Wednesday, August 11, 2010

Consolidation of Risk

With risk comes reward...or failure. The hypothesis is tested by assuming the risk, and the marketplace arbitrates the empirical value (your income). So, in order to control the risk, it is necessary to control the marketplace.

You can take control of the market by providing the best quality at the lowest price, or you can consolidate it to provide the best return on investment with the lowest possible risk, accumulating wealth (and power).

Accumulation of wealth, and power, typically suffers the delusion of eliminating risk, but the accumulation of wealth also accumulates risk--political risk, which is a dimension of power. The question then is, how will this risk be assumed?

Consolidation of risk in a post-industrial society is assumed as a public good, and goods are something to be consumed. The higher the income, the less consumption of risk in the form of a public good.

Executive compensation for big bankers that engineered the Great Recession (the source of their compensation) is not at risk, but the average income is. The reason average incomes bear the risk is because they have less control over the risk. In order to have more control, the risk must be deconsolidated.

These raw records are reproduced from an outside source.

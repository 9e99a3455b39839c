//! # APX Modules
//!
//! Stock processing modules hosted by the pipeline runtime's module
//! adapter: gain, mixing, tone generation, sample-rate conversion, and
//! a single-band EQ, plus the driver table that registers them together
//! with the host/DAI endpoint drivers.

pub mod drivers;
pub mod dsp;
pub mod eq;
pub mod gain;
pub mod mixer;
pub mod src_conv;
pub mod tone;

pub use drivers::{
    DAI_UUID, EQ_UUID, GAIN_UUID, HOST_UUID, MIXIN_UUID, MIXOUT_UUID, SRC_UUID, TONE_UUID, drivers, register_all,
};
pub use eq::EqModule;
pub use gain::GainModule;
pub use mixer::{MixinModule, MixoutModule};
pub use src_conv::SrcModule;
pub use tone::ToneModule;
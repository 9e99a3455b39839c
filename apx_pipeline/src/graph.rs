//! The component/buffer arena and graph operations.
//!
//! All objects live in per-type tables keyed by their ids; connections
//! are owned attachment records on the component side plus a reverse
//! index per buffer. Nothing holds a reference into anything else, so
//! IPC can unwind partially built graphs by deleting ids in reverse
//! creation order.

use std::collections::{HashMap, HashSet, VecDeque};

use apx_core::{ApxError, FixedVec, SampleFormat};
use apx_stream::{AudioBuffer, BufferId};

use crate::{
    component::{Attachment, Component, ComponentCore, ComponentId, TriggerOutcome},
    constants::MAX_ATTACHMENTS,
    endpoint::{DaiEndpoint, HostEndpoint},
    error::{PipelineError, Result},
    module::CopyOutcome,
    pipeline::{Pipeline, PipelineId},
    state::{ComponentState, Trigger},
};

/// Reverse index entry: who produces into and who consumes from a buffer.
#[derive(Debug, Default, Clone, Copy)]
pub struct EdgeRecord {
    pub producer: Option<ComponentId>,
    pub consumer: Option<ComponentId>,
}

/// Arena of components, buffers, and pipelines.
#[derive(Default)]
pub struct GraphStore {
    components: HashMap<ComponentId, Component>,
    buffers: HashMap<BufferId, AudioBuffer>,
    edges: HashMap<BufferId, EdgeRecord>,
    pipelines: HashMap<PipelineId, Pipeline>,
}
//! IPC and topology integration: graphs built through the message
//! layer, with transactional unwind and format negotiation.

use std::io::Write as _;
use std::sync::Arc;

use apx_core::{ApxError, HostStatusRegister, SampleFormat, SampleType, StatusHandle};
use apx_pipeline::{
    ComponentId, ComponentRegistry, ComponentState, NewComponentSpec, PipelineId, StreamDirection, TimeDomain,
    Trigger,
};
use apx_ipc::{
    DriverMap, Fragment, FragmentPos, IpcError, IpcHandler, IpcMessage, IpcResponse, TopologyDoc, compile,
};
use apx_modules::{
    DAI_UUID, EQ_UUID, GAIN_UUID, HOST_UUID, MIXIN_UUID, MIXOUT_UUID, SRC_UUID, TONE_UUID, register_all,
};

const PERIOD_BYTES: usize = 384;

fn fmt() -> SampleFormat {
    SampleFormat::s32_48k_stereo()
}

fn status() -> StatusHandle {
    Arc::new(HostStatusRegister::new())
}

fn handler() -> IpcHandler {
    let registry = Arc::new(ComponentRegistry::new());
    register_all(&registry).unwrap();
    IpcHandler::new(registry, status())
}

fn driver_map() -> DriverMap {
    DriverMap {
        host: HOST_UUID,
        dai: DAI_UUID,
        gain: GAIN_UUID,
        mixin: MIXIN_UUID,
        mixout: MIXOUT_UUID,
        tone: TONE_UUID,
        src: SRC_UUID,
        eq: EQ_UUID,
    }
}

fn new_pipeline(id: u32) -> IpcMessage {
    IpcMessage::NewPipeline {
        id,
        core: 0,
        priority: 0,
        period_us: 1_000,
        deadline_us: 0,
        time_domain: TimeDomain::Timer,
    }
}

fn spec(pipeline: u32) -> NewComponentSpec {
    NewComponentSpec {
        pipeline: PipelineId(pipeline),
        direction: Some(StreamDirection::Playback),
        formats: vec![fmt()],
        capacity: 0,
        init_data: Vec::new(),
    }
}

// ----------------------------------------------------------------------
// Scenario: graph cycle rejected, nothing left allocated
// ----------------------------------------------------------------------

#[test]
fn test_cycle_rejected_with_full_unwind() {
    let mut ipc = handler();

    let mut mixer_spec = spec(1);
    mixer_spec.init_data.extend_from_slice(&(1u32 << 16).to_le_bytes());
    mixer_spec.init_data.extend_from_slice(&2u32.to_le_bytes());

    let msgs = vec![
        new_pipeline(1),
        IpcMessage::NewComponent { driver: MIXOUT_UUID, id: 1, spec: mixer_spec },
        IpcMessage::NewComponent { driver: GAIN_UUID, id: 2, spec: spec(1) },
        IpcMessage::NewBuffer { id: 10, capacity: 4096 },
        IpcMessage::ConnectCompToBuffer { component: 1, buffer: 10, pin: 0 },
        IpcMessage::ConnectBufferToComp { buffer: 10, component: 2, pin: 0 },
        IpcMessage::NewBuffer { id: 11, capacity: 4096 },
        IpcMessage::ConnectCompToBuffer { component: 2, buffer: 11, pin: 0 },
        IpcMessage::ConnectBufferToComp { buffer: 11, component: 1, pin: 0 },
        IpcMessage::CompletePipeline { id: 1 },
    ];

    let err = ipc.apply_batch(msgs).unwrap_err();
    assert_eq!(err.code(), ApxError::GraphCycle);

    // Reverse-order unwind removed everything the batch created.
    assert!(ipc.graph().component(ComponentId(1)).is_none());
    assert!(ipc.graph().component(ComponentId(2)).is_none());
    assert!(ipc.graph().buffer(apx_stream::BufferId(10)).is_none());
    assert!(ipc.graph().buffer(apx_stream::BufferId(11)).is_none());
    assert!(ipc.graph().pipeline(PipelineId(1)).is_none());
}

// ----------------------------------------------------------------------
// Scenario: format negotiation against the host copier's list
// ----------------------------------------------------------------------

fn build_host_gain_dai(ipc: &mut IpcHandler, host_formats: Vec<SampleFormat>) {
    let mut host_spec = spec(1);
    host_spec.formats = host_formats;

    ipc.apply_batch(vec![
        new_pipeline(1),
        IpcMessage::NewComponent { driver: HOST_UUID, id: 1, spec: host_spec },
        IpcMessage::NewComponent { driver: GAIN_UUID, id: 2, spec: spec(1) },
        IpcMessage::NewComponent { driver: DAI_UUID, id: 3, spec: NewComponentSpec { formats: Vec::new(), ..spec(1) } },
        IpcMessage::NewBuffer { id: 10, capacity: 4096 },
        IpcMessage::ConnectCompToBuffer { component: 1, buffer: 10, pin: 0 },
        IpcMessage::ConnectBufferToComp { buffer: 10, component: 2, pin: 0 },
        IpcMessage::NewBuffer { id: 11, capacity: 4096 },
        IpcMessage::ConnectCompToBuffer { component: 2, buffer: 11, pin: 0 },
        IpcMessage::ConnectBufferToComp { buffer: 11, component: 3, pin: 0 },
        IpcMessage::CompletePipeline { id: 1 },
    ])
    .unwrap();
}

#[test]
fn test_format_in_host_list_accepted() {
    let mut ipc = handler();
    build_host_gain_dai(&mut ipc, vec![SampleFormat::s16_48k_stereo(), fmt()]);

    // 16-bit is in the host list; the gain stage accepts it too.
    ipc.apply(IpcMessage::Params {
        component: 1,
        format: SampleFormat::s16_48k_stereo(),
    })
    .unwrap();
    ipc.apply(IpcMessage::Trigger { pipeline: 1, trigger: Trigger::Prepare }).unwrap();

    assert_eq!(
        ipc.graph().pipeline(PipelineId(1)).unwrap().state(),
        ComponentState::Prepare
    );
}

#[test]
fn test_format_outside_host_list_rejected() {
    let mut ipc = handler();
    build_host_gain_dai(&mut ipc, vec![SampleFormat::s16_48k_stereo(), fmt()]);

    // 24-in-24 packed is not offered by the host copier.
    let packed24 = SampleFormat {
        rate: 48_000,
        channels: 2,
        container_bytes: 3,
        valid_bits: 24,
        sample_type: SampleType::SignedInt,
    };
    let err = ipc
        .apply(IpcMessage::Params { component: 1, format: packed24 })
        .unwrap_err();
    assert_eq!(err.code(), ApxError::UnsupportedFormat);

    // Unprepared: the pipeline never left READY.
    assert_eq!(ipc.graph().pipeline(PipelineId(1)).unwrap().state(), ComponentState::Ready);
}

// ----------------------------------------------------------------------
// Trigger idempotence
// ----------------------------------------------------------------------

#[test]
fn test_double_trigger_reports_already_set() {
    let mut ipc = handler();
    build_host_gain_dai(&mut ipc, vec![fmt()]);

    ipc.apply(IpcMessage::Params { component: 1, format: fmt() }).unwrap();
    ipc.apply(IpcMessage::Trigger { pipeline: 1, trigger: Trigger::Prepare }).unwrap();

    assert_eq!(
        ipc.apply(IpcMessage::Trigger { pipeline: 1, trigger: Trigger::Prepare }).unwrap(),
        IpcResponse::Done, // prepare of a prepared pipeline is a no-op
    );

    ipc.apply(IpcMessage::Trigger { pipeline: 1, trigger: Trigger::Start }).unwrap();
    assert_eq!(
        ipc.apply(IpcMessage::Trigger { pipeline: 1, trigger: Trigger::Start }).unwrap(),
        IpcResponse::AlreadySet
    );

    // A trigger illegal in the current state is a bad-state error.
    let err = ipc
        .apply(IpcMessage::Trigger { pipeline: 1, trigger: Trigger::Prepare })
        .unwrap_err();
    assert_eq!(err.code(), ApxError::BadState);
}

// ----------------------------------------------------------------------
// Configuration blob fragments
// ----------------------------------------------------------------------

#[test]
fn test_fragmented_config_reassembly() {
    let mut ipc = handler();
    build_host_gain_dai(&mut ipc, vec![fmt()]);

    let gain_word = (3u32 << 16).to_le_bytes();

    ipc.apply(IpcMessage::SetData {
        component: 2,
        fragment: Fragment { pos: FragmentPos::First { total: 4 }, data: gain_word[..2].to_vec() },
    })
    .unwrap();
    ipc.apply(IpcMessage::SetData {
        component: 2,
        fragment: Fragment { pos: FragmentPos::Middle, data: gain_word[2..3].to_vec() },
    })
    .unwrap();
    ipc.apply(IpcMessage::SetData {
        component: 2,
        fragment: Fragment { pos: FragmentPos::Last, data: gain_word[3..].to_vec() },
    })
    .unwrap();

    assert_eq!(
        ipc.apply(IpcMessage::GetData { component: 2 }).unwrap(),
        IpcResponse::Data(gain_word.to_vec())
    );
}

#[test]
fn test_fragment_sequence_violations() {
    let mut ipc = handler();
    build_host_gain_dai(&mut ipc, vec![fmt()]);

    // Middle with no transfer open.
    let err = ipc
        .apply(IpcMessage::SetData {
            component: 2,
            fragment: Fragment { pos: FragmentPos::Middle, data: vec![0u8; 2] },
        })
        .unwrap_err();
    assert!(matches!(err, IpcError::FragmentSequence));

    // Overflow past the declared total.
    ipc.apply(IpcMessage::SetData {
        component: 2,
        fragment: Fragment { pos: FragmentPos::First { total: 4 }, data: vec![0u8; 2] },
    })
    .unwrap();
    let err = ipc
        .apply(IpcMessage::SetData {
            component: 2,
            fragment: Fragment { pos: FragmentPos::Last, data: vec![0u8; 6] },
        })
        .unwrap_err();
    assert!(matches!(err, IpcError::FragmentOverflow));

    // Single-shot still works afterwards.
    ipc.apply(IpcMessage::SetData {
        component: 2,
        fragment: Fragment { pos: FragmentPos::Single, data: (1u32 << 16).to_le_bytes().to_vec() },
    })
    .unwrap();
}

// ----------------------------------------------------------------------
// Topology file to running stream
// ----------------------------------------------------------------------

#[test]
fn test_topology_file_builds_running_pipeline() {
    let json = r#"{
        "pipelines": [
            { "id": 1, "period_us": 1000, "priority": 1, "direction": "playback" }
        ],
        "widgets": [
            { "class": "host-copier", "id": 10, "pipeline": 1, "direction": "playback",
              "formats": [ { "rate": 48000, "channels": 2, "container_bits": 32, "valid_bits": 32 } ] },
            { "class": "gain", "id": 11, "pipeline": 1, "gain_q16": 131072 },
            { "class": "dai-copier", "id": 12, "pipeline": 1, "direction": "playback" }
        ],
        "routes": [
            { "source": "source.10.0", "sink": "sink.11.0" },
            { "source": "source.11.0", "sink": "sink.12.0" }
        ]
    }"#;

    let mut file = tempfile::NamedTempFile::new().unwrap();
    file.write_all(json.as_bytes()).unwrap();
    let doc = TopologyDoc::from_file(file.path()).unwrap();
    let msgs = compile(&doc, &driver_map()).unwrap();

    let mut ipc = handler();
    ipc.apply_batch(msgs).unwrap();

    ipc.apply(IpcMessage::Params { component: 10, format: fmt() }).unwrap();
    ipc.apply(IpcMessage::Trigger { pipeline: 1, trigger: Trigger::Prepare }).unwrap();
    ipc.apply(IpcMessage::Trigger { pipeline: 1, trigger: Trigger::Start }).unwrap();

    // Stream three periods through the doubling gain.
    let frames: Vec<u8> = (0..PERIOD_BYTES / 4).flat_map(|_| 500i32.to_le_bytes()).collect();
    let mut received = Vec::new();
    for _ in 0..3 {
        ipc.graph_mut()
            .host_endpoint_mut(ComponentId(10))
            .unwrap()
            .host_write(&frames);
        ipc.run_tick();

        let mut out = vec![0u8; PERIOD_BYTES];
        let n = ipc
            .graph_mut()
            .dai_endpoint_mut(ComponentId(12))
            .unwrap()
            .wire_read(&mut out);
        received.extend_from_slice(&out[..n]);
    }

    assert_eq!(received.len(), 3 * PERIOD_BYTES);
    for chunk in received.chunks_exact(4) {
        assert_eq!(i32::from_le_bytes([chunk[0], chunk[1], chunk[2], chunk[3]]), 1000);
    }
}

// ----------------------------------------------------------------------
// Dangling connection rejected at completion
// ----------------------------------------------------------------------

#[test]
fn test_isolated_component_rejected() {
    let mut ipc = handler();

    let err = ipc
        .apply_batch(vec![
            new_pipeline(1),
            IpcMessage::NewComponent { driver: HOST_UUID, id: 1, spec: spec(1) },
            IpcMessage::NewComponent { driver: GAIN_UUID, id: 2, spec: spec(1) },
            // No routes at all.
            IpcMessage::CompletePipeline { id: 1 },
        ])
        .unwrap_err();
    assert_eq!(err.code(), ApxError::GraphDisconnected);
    assert!(ipc.graph().pipeline(PipelineId(1)).is_none());
}

// ----------------------------------------------------------------------
// Duplicate ids rejected
// ----------------------------------------------------------------------

#[test]
fn test_duplicate_buffer_id_rejected() {
    let mut ipc = handler();
    ipc.apply(new_pipeline(1)).unwrap();
    ipc.apply(IpcMessage::NewBuffer { id: 10, capacity: 4096 }).unwrap();

    let err = ipc.apply(IpcMessage::NewBuffer { id: 10, capacity: 4096 }).unwrap_err();
    assert_eq!(err.code(), ApxError::Exists);
}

The way it is now, the people who have the least risk-tolerance bear the risk, and since they cannot get credit without borrowing at high rates because they are too risky, the demand to reverse the recessionary trend continues to fall. The probability of a deflationary trend is getting little resistance which, of course, tends to consolidate the risk.

Analysts are now focused on the Fed--the emblem of centralized control--for the "fix" that controls the VIX.

If accumulation causes the lack of demand that supports a deflationary trend, then a distribution from that accumulation must occur. Avoiding that risk accumulates into crises, and the anticipation of counter-cyclical measures that do not distribute from the accumulation, but borrows from it, creates the volatility that gives current value to the risk arbitraged (converted) into consolidated value.

The Federal Reserve, a public/private institution empowered to dispense the public good in a representative capacity, has enabled the borrowing from the accumulation, monetizing the debt. Its chairman, however, has now indicated the possibility of reversing "quantitative easing" which suggests an unwillingness to support a debtor-financed recovery that accumulates the risk of a deflationary crisis.

Preventing a depression is his charge, and with plenty of empirical evidence to support the hypothesis, he knows that continued accumulation and consolidation of the risk into the empirical value of the public debt supports the probability of a deflationary crisis.

The chairman of the board knows that the recovery must be financed from the accumulation, avoiding further consolidation (leveraging) of the risk through the Federal Reserve.